The FTR rate was 7.2% after pancreaticoduodenectomy (n = 5,027). We identified 5 independent risk factors: age ≥65 and albumin ≤3.5 g/dL, preoperatively; and development of shock, renal failure, and reintubation, postoperatively. The generated score had an AUC = 0.83 (95% CI, 0.77-0.89) in the validation cohort. Using the score: 1Albumin ≤3.5 g/dL + 2Age ≥ 65 + 2Shock + 5Renal failure + 5*Reintubation, FTR rates increased with increasing score (p < 0.001).
FTR rates have previously been shown to be associated with hospital factors. We show that FTR is also associated with preoperative and postoperative patient-specific factors.
未能救治(FTR)是最近描述的医疗质量结果指标。然而,FTR 的预测因素尚未得到充分研究,尤其是在胰十二指肠切除术后。我们旨在确定胰十二指肠切除术后 FTR 的预测因素。
我们回顾了 2005 年至 2012 年 ACS-NSQIP 数据库中所有在胰十二指肠切除术后发生严重并发症的患者。使用逻辑回归分析发展队列(随机选择 80%)中 30 天死亡率的术前和术后风险。使用加权贝塔系数创建评分。使用验证队列(剩余 20%)的接收器工作特征曲线和计算曲线下面积(AUC)评估预测准确性。

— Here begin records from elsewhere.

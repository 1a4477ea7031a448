use vercel_runtime::{run, Body, Error, Request, Response};

#[tokio::main]
async fn main() -> Result<(), Error> {
    shared::telemetry::init();
    shared::services()?;
    run(handler).await
}

pub async fn handler(req: Request) -> Result<Response<Body>, Error> {
    shared::dispatch(req, shared::handlers::config::handle).await
}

胰十二指肠切除术后 FTR 率为 7.2%(n=5027)。我们确定了 5 个独立的风险因素:术前年龄≥65 岁和白蛋白≤3.5g/dL;术后发生休克、肾衰竭和重新插管。在验证队列中,生成的评分 AUC 为 0.83(95%CI,0.77-0.89)。使用评分:1Albumin ≤3.5g/dL+2Age≥65+2Shock+5Renal failure+5*Reintubation,FTR 率随评分增加而增加(p<0.001)。
之前已经表明 FTR 率与医院因素相关。我们表明,FTR 还与术前和术后患者特定因素相关。